_Task objective:_
Pull every line with "instrument" from the data below and copy it.
(Information begins)
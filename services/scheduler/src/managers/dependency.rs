//! Dependency synthesis for pending tasks.
//!
//! Jobs that draw on source-controlled projects or refreshable inventories may
//! need those resources updated before they run. Each pass walks the pending
//! tasks whose dependencies have not been processed yet and, per resource,
//! either creates a synthetic update, attaches one already in flight, or lets
//! the task proceed with what it has.
//!
//! Synthetic updates are backdated relative to their parent task so the age
//! ordering used everywhere else schedules them first.

use std::sync::Arc;

use chrono::{DateTime, Duration, Utc};
use tracing::{debug, info, instrument, warn};
use windlass_jobs::{
    event_types, InventorySource, LaunchType, Project, SchedulerEvent, Task, TaskKind, TaskStatus,
};

use crate::locking::{NamedLock, DEPENDENCY_MANAGER_LOCK};
use crate::sinks::EventSink;
use crate::store::SchedulerStore;

use super::{emit, SchedulerResult};

/// Counters for one dependency pass.
#[derive(Debug, Default, Clone)]
pub struct DependencyStats {
    pub tasks_examined: i32,
    pub tasks_processed: i32,
    pub updates_created: i32,
    pub updates_attached: i32,
    pub tasks_errored: i32,
}

impl DependencyStats {
    /// A pass that processed anything warrants an immediate follow-up
    /// scheduling cycle so the new prerequisites get placed.
    pub fn wants_reschedule(&self) -> bool {
        self.tasks_processed > 0
    }
}

/// What to do about one prerequisite resource.
#[derive(Debug, PartialEq, Eq)]
enum PrerequisiteAction {
    /// Create a fresh synthetic update.
    Create,
    /// Wait on the update already in flight.
    Attach,
    /// The latest update is still fresh.
    Satisfied,
}

/// Creates prerequisite updates for tasks that need them.
pub struct DependencyManager {
    store: Arc<dyn SchedulerStore>,
    events: Arc<dyn EventSink>,
    lock: Arc<dyn NamedLock>,
}

impl DependencyManager {
    pub fn new(
        store: Arc<dyn SchedulerStore>,
        events: Arc<dyn EventSink>,
        lock: Arc<dyn NamedLock>,
    ) -> Self {
        Self {
            store,
            events,
            lock,
        }
    }

    /// Run one dependency pass. A no-op when another holder has the lock.
    #[instrument(skip(self))]
    pub async fn schedule(&self) -> SchedulerResult<DependencyStats> {
        if !self.lock.try_acquire(DEPENDENCY_MANAGER_LOCK).await? {
            debug!("Dependency manager lock held elsewhere, skipping pass");
            return Ok(DependencyStats::default());
        }

        let result = self.run_pass().await;
        self.lock.release(DEPENDENCY_MANAGER_LOCK).await?;
        result
    }

    async fn run_pass(&self) -> SchedulerResult<DependencyStats> {
        let mut stats = DependencyStats::default();
        let now = Utc::now();

        let tasks = self.store.pending_unprocessed_tasks().await?;
        stats.tasks_examined = tasks.len() as i32;

        let mut processed_ids = Vec::with_capacity(tasks.len());
        for task in &tasks {
            match self.process_task(task, now, &mut stats).await {
                // A task that errors keeps dependencies_processed=false and is
                // retried next pass.
                Ok(()) => processed_ids.push(task.id),
                Err(e) => {
                    stats.tasks_errored += 1;
                    warn!(task = %task.log_format(), error = %e, "Dependency processing failed");
                }
            }
        }

        if !processed_ids.is_empty() {
            self.store
                .mark_dependencies_processed(&processed_ids)
                .await?;
            stats.tasks_processed = processed_ids.len() as i32;
        }

        info!(
            tasks_examined = stats.tasks_examined,
            tasks_processed = stats.tasks_processed,
            updates_created = stats.updates_created,
            updates_attached = stats.updates_attached,
            tasks_errored = stats.tasks_errored,
            "Dependency pass complete"
        );
        Ok(stats)
    }

    /// Decide and record the prerequisite updates for one task.
    async fn process_task(
        &self,
        task: &Task,
        now: DateTime<Utc>,
        stats: &mut DependencyStats,
    ) -> SchedulerResult<()> {
        let TaskKind::PlaybookJob {
            project_id,
            inventory_id,
            ..
        } = task.kind
        else {
            return Ok(());
        };

        // Tasks launched with prerequisites pre-attached keep them as-is.
        if !task.dependent_jobs.is_empty() {
            return Ok(());
        }

        let mut dependencies: Vec<Task> = Vec::new();

        if let Some(project_id) = project_id {
            if let Some(project) = self.store.project(project_id).await? {
                if project.scm_update_on_launch {
                    let latest = self.store.latest_project_update(project_id).await?;
                    match project_update_action(task, &project, latest.as_ref(), now) {
                        PrerequisiteAction::Create => {
                            let update = self
                                .store
                                .insert_task(project_update_task(task, &project))
                                .await?;
                            debug!(
                                task = %task.log_format(),
                                update = %update.log_format(),
                                "Created project update dependency"
                            );
                            dependencies.push(update);
                            stats.updates_created += 1;
                        }
                        PrerequisiteAction::Attach => {
                            if let Some(latest) = latest {
                                debug!(
                                    task = %task.log_format(),
                                    update = %latest.log_format(),
                                    "Attached in-flight project update"
                                );
                                dependencies.push(latest);
                                stats.updates_attached += 1;
                            }
                        }
                        PrerequisiteAction::Satisfied => {}
                    }
                }
            }
        }

        if let Some(inventory_id) = inventory_id {
            for source in self.store.inventory_sources(inventory_id).await? {
                if !source.update_on_launch {
                    continue;
                }
                let latest = self.store.latest_inventory_update(source.id).await?;
                match inventory_update_action(task, &source, latest.as_ref(), now) {
                    PrerequisiteAction::Create => {
                        let update = self
                            .store
                            .insert_task(inventory_update_task(task, &source))
                            .await?;
                        debug!(
                            task = %task.log_format(),
                            update = %update.log_format(),
                            "Created inventory update dependency"
                        );
                        dependencies.push(update);
                        stats.updates_created += 1;
                    }
                    PrerequisiteAction::Attach => {
                        if let Some(latest) = latest {
                            debug!(
                                task = %task.log_format(),
                                update = %latest.log_format(),
                                "Attached in-flight inventory update"
                            );
                            dependencies.push(latest);
                            stats.updates_attached += 1;
                        }
                    }
                    PrerequisiteAction::Satisfied => {}
                }
            }
        }

        if dependencies.is_empty() {
            return Ok(());
        }

        let dep_ids: Vec<i64> = dependencies.iter().map(|d| d.id).collect();
        let mut updated = task.clone();
        updated.dependent_jobs.extend(dep_ids.iter().copied());
        updated.modified = now;
        self.store.update_task(&updated).await?;

        emit(
            self.events.as_ref(),
            SchedulerEvent::new(
                event_types::DEPENDENCIES_CREATED,
                Some(task.id),
                serde_json::json!({ "dependencies": dep_ids }),
            ),
        )
        .await;

        info!(
            task = %task.log_format(),
            dependencies = ?dep_ids,
            "Generated prerequisite updates"
        );
        Ok(())
    }
}

/// Freshness decision for a task's project.
///
/// The zero-timeout guard keeps a task from waiting on a second sync right
/// after its own completed: that synthetic update was created exactly one
/// second before the task itself and is recognized by that timestamp.
fn project_update_action(
    task: &Task,
    project: &Project,
    latest: Option<&Task>,
    now: DateTime<Utc>,
) -> PrerequisiteAction {
    let Some(latest) = latest else {
        return PrerequisiteAction::Create;
    };
    if latest.status.is_failure() {
        return PrerequisiteAction::Create;
    }
    if latest.status.is_active() {
        return PrerequisiteAction::Attach;
    }
    if project.scm_update_cache_timeout == 0
        && latest.launch_type == LaunchType::Dependency
        && latest.created == task.created - Duration::seconds(1)
    {
        return PrerequisiteAction::Satisfied;
    }
    match latest.finished {
        Some(finished)
            if finished + Duration::seconds(project.scm_update_cache_timeout) >= now =>
        {
            PrerequisiteAction::Satisfied
        }
        _ => PrerequisiteAction::Create,
    }
}

/// Freshness decision for one inventory source. Only called for sources with
/// `update_on_launch` set. Carries the same zero-timeout guard as
/// [`project_update_action`], keyed on the two-second refresh backdate.
fn inventory_update_action(
    task: &Task,
    source: &InventorySource,
    latest: Option<&Task>,
    now: DateTime<Utc>,
) -> PrerequisiteAction {
    let Some(latest) = latest else {
        return PrerequisiteAction::Create;
    };
    if latest.status.is_active() {
        return PrerequisiteAction::Attach;
    }
    if latest.status.is_failure() {
        return PrerequisiteAction::Create;
    }
    if source.update_cache_timeout == 0
        && latest.launch_type == LaunchType::Dependency
        && latest.created == task.created - Duration::seconds(2)
    {
        return PrerequisiteAction::Satisfied;
    }
    match latest.finished {
        Some(finished)
            if finished + Duration::seconds(source.update_cache_timeout) >= now =>
        {
            PrerequisiteAction::Satisfied
        }
        _ => PrerequisiteAction::Create,
    }
}

/// Synthetic SCM sync for a task's project, backdated one second so age
/// ordering schedules it first.
fn project_update_task(task: &Task, project: &Project) -> Task {
    let mut update = Task::new(
        project.name.clone(),
        TaskKind::ProjectUpdate {
            project_id: project.id,
        },
    );
    update.status = TaskStatus::Pending;
    update.launch_type = LaunchType::Dependency;
    update.created = task.created - Duration::seconds(1);
    // Synthetic updates have no prerequisites of their own; born processed so
    // placement can start them this same cycle.
    update.dependencies_processed = true;
    update
}

/// Synthetic refresh for an inventory source, backdated two seconds so it
/// sorts ahead of both the task and any project sync created alongside it.
fn inventory_update_task(task: &Task, source: &InventorySource) -> Task {
    let mut update = Task::new(
        source.name.clone(),
        TaskKind::InventoryUpdate {
            inventory_source_id: source.id,
            inventory_id: source.inventory_id,
        },
    );
    update.status = TaskStatus::Pending;
    update.launch_type = LaunchType::Dependency;
    update.created = task.created - Duration::seconds(2);
    update.dependencies_processed = true;
    update
}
(Information ends)
_The completed task:_
use tracing::{debug, info, instrument, warn};
    #[instrument(skip(self))]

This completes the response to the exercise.